3. Müslümanların Ramazan Ve Kurban Bayramlarıyla İlgili Olarak
Uyması Gereken Sünnet
حدثنا
حجاج قال:
حدثنا شعبة
قال: أخبرني
زبيد قال:
سمعت الشعبي،
عن البراء قال: سمعت
النبي صلى
الله عليه
وسلم يخطب،
فقال: (إن أول
ما نبدأ من يومنا
هذا أن نصلي،
ثم نرجع
فننحر، فمن
فعل، فقد أصلب
سنتنا).
[-951-] el-Berâ' İbn Âzib (r.a.)'den nakledildiğine göre o şöyle der:
"Resulullah Sallallahu Aleyhi ve Sellem'in bir bayram namazı hutbesinde;
"Biz işte bu günümüze ilk olarak namazla başlarız sonra dönüp
kurbanlarımızı keseriz. Kim bu şekilde hareket ederse şüphesiz bizim
sünnetimize uygun davranmış olur" buyurduğunu işittim.

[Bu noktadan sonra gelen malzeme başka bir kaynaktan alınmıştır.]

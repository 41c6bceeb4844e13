//! Layered viewer configuration
//!
//! Config is loaded with three layers of precedence (highest wins):
//! 1. Command-line flags (merged in by the binary)
//! 2. Environment variable: `CROSSWAY_SERVER_URL`
//! 3. Project-local: `.crossway/config.toml`
//! 4. Global: `~/.crossway/config.toml`

use crossway_core::{CrosswayError, Result};
use serde::{Deserialize, Serialize};
use std::path::{Path, PathBuf};

const DEFAULT_SERVER_URL: &str = "http://localhost:8585";
const DEFAULT_MAP_FILE: &str = "public/2021_base.txt";
const DEFAULT_MAP_DICT: &str = "public/mapDictionary.json";
const DEFAULT_POLL_FRAMES: u32 = 30;
const DEFAULT_SEED: u32 = 42;

/// Simulation server section of the config file
#[derive(Debug, Clone, Default, Serialize, Deserialize)]
pub struct ServerSection {
    #[serde(default)]
    pub url: Option<String>,
    #[serde(default)]
    pub map_file: Option<String>,
    #[serde(default)]
    pub map_dict: Option<String>,
}

/// Viewer behavior section of the config file
#[derive(Debug, Clone, Default, Serialize, Deserialize)]
pub struct ViewerSection {
    /// Frames between server polls
    #[serde(default)]
    pub poll_frames: Option<u32>,
    /// Frames a position update is interpolated over
    #[serde(default)]
    pub cycle_frames: Option<u32>,
    /// Seed for stable vehicle colors and building heights
    #[serde(default)]
    pub seed: Option<u32>,
}

/// Top-level config file structure
#[derive(Debug, Clone, Default, Serialize, Deserialize)]
pub struct ViewerConfigFile {
    #[serde(default)]
    pub server: ServerSection,
    #[serde(default)]
    pub viewer: ViewerSection,
}

/// Resolved configuration with every layer applied
#[derive(Debug, Clone)]
pub struct ViewerConfig {
    pub server_url: String,
    pub map_file: String,
    pub map_dict: String,
    pub poll_frames: u32,
    pub cycle_frames: u32,
    pub seed: u32,
    pub fullscreen: bool,
}

impl Default for ViewerConfig {
    fn default() -> Self {
        Self {
            server_url: DEFAULT_SERVER_URL.to_string(),
            map_file: DEFAULT_MAP_FILE.to_string(),
            map_dict: DEFAULT_MAP_DICT.to_string(),
            poll_frames: DEFAULT_POLL_FRAMES,
            cycle_frames: crossway_scene::DEFAULT_CYCLE_FRAMES,
            seed: DEFAULT_SEED,
            fullscreen: false,
        }
    }
}

impl ViewerConfig {
    /// Load config with layered precedence: global < project < env vars
    pub fn load() -> Result<Self> {
        let mut file = ViewerConfigFile::default();

        if let Some(global_path) = Self::global_config_path() {
            if global_path.exists() {
                merge_into(&mut file, Self::load_file(&global_path)?);
            }
        }

        let local_path = PathBuf::from(".crossway/config.toml");
        if local_path.exists() {
            merge_into(&mut file, Self::load_file(&local_path)?);
        }

        let mut config = Self::from_file_layers(file);
        config.apply_env_overrides();
        Ok(config)
    }

    /// Load config from a specific file path only (for testing and the
    /// --config flag)
    pub fn load_from_file(path: &Path) -> Result<Self> {
        let file = Self::load_file(path)?;
        let mut config = Self::from_file_layers(file);
        config.apply_env_overrides();
        Ok(config)
    }

    fn from_file_layers(file: ViewerConfigFile) -> Self {
        let defaults = Self::default();
        Self {
            server_url: file.server.url.unwrap_or(defaults.server_url),
            map_file: file.server.map_file.unwrap_or(defaults.map_file),
            map_dict: file.server.map_dict.unwrap_or(defaults.map_dict),
            poll_frames: file.viewer.poll_frames.unwrap_or(defaults.poll_frames),
            cycle_frames: file.viewer.cycle_frames.unwrap_or(defaults.cycle_frames),
            seed: file.viewer.seed.unwrap_or(defaults.seed),
            fullscreen: false,
        }
    }

    fn apply_env_overrides(&mut self) {
        if let Ok(url) = std::env::var("CROSSWAY_SERVER_URL") {
            if !url.is_empty() {
                self.server_url = url;
            }
        }
    }

    fn global_config_path() -> Option<PathBuf> {
        dirs::home_dir().map(|h| h.join(".crossway").join("config.toml"))
    }

    fn load_file(path: &Path) -> Result<ViewerConfigFile> {
        let content = std::fs::read_to_string(path)?;
        toml::from_str(&content).map_err(|e| {
            CrosswayError::ConfigError(format!("failed to parse {}: {}", path.display(), e))
        })
    }
}

fn merge_into(base: &mut ViewerConfigFile, overlay: ViewerConfigFile) {
    if overlay.server.url.is_some() {
        base.server.url = overlay.server.url;
    }
    if overlay.server.map_file.is_some() {
        base.server.map_file = overlay.server.map_file;
    }
    if overlay.server.map_dict.is_some() {
        base.server.map_dict = overlay.server.map_dict;
    }
    if overlay.viewer.poll_frames.is_some() {
        base.viewer.poll_frames = overlay.viewer.poll_frames;
    }
    if overlay.viewer.cycle_frames.is_some() {
        base.viewer.cycle_frames = overlay.viewer.cycle_frames;
    }
    if overlay.viewer.seed.is_some() {
        base.viewer.seed = overlay.viewer.seed;
    }
}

Tekrar: 955, 965, 968, 976, 983, 5545-5557, 5560, 5563 ve 6673.
حدثنا
عبيد بن
اسماعيل قال:
حدثنا أبو
أسامة، عن
هشام، عن أبيه،
عن عائشة رضي
الله عنها
قالت: دخل
أبو بكر،
وعندي
جاريتين من
جواري الأنصار،
تغنيان بما
تقاولت
الأنصار يوم
بعاث، قالت:
وليستا
بمغنيتين،
فقال أبو بكر:
أمزامير الشيطان
في بيت رسول
الله صلى الله
عليه وسلم؟ وذلك
في يوم عيد،
فقال رسول
الله صلى الله
عليه وسلم: (يا
أبا بكر، إن
لكل قوم عيدا،
وهذا عيدنا).
[-952-] Hz. Aişe (r.anha) şöyle demiştir: "Ensardan iki kız çocuğu
yanımda bulunuyor ve ensâr'ın Buâs savaşları ile ilgili olarak söylediği
şarkılar söylüyorlardı. Fakat bunlar şarkı söylemeyi meslek haline getirmiş
şarkıcılar değildi. Bu sırada Ebu Bekir içeriye girdi ve (kızgın bir şekilde):
"Resulullah Sallallahu Aleyhi ve Sellem'in evinde şeytan işi çalgılar ha!
Bu ne hal böyle!" diye çıkıştı. O gün bir bayram günüydü ve Resulullah
sallallâhu aleyhi ve sellem şöyle buyurdu: "Ey Ebu Bekir, her toplumun bir
bayram günü vardır, bu da bizim bayramımızdır."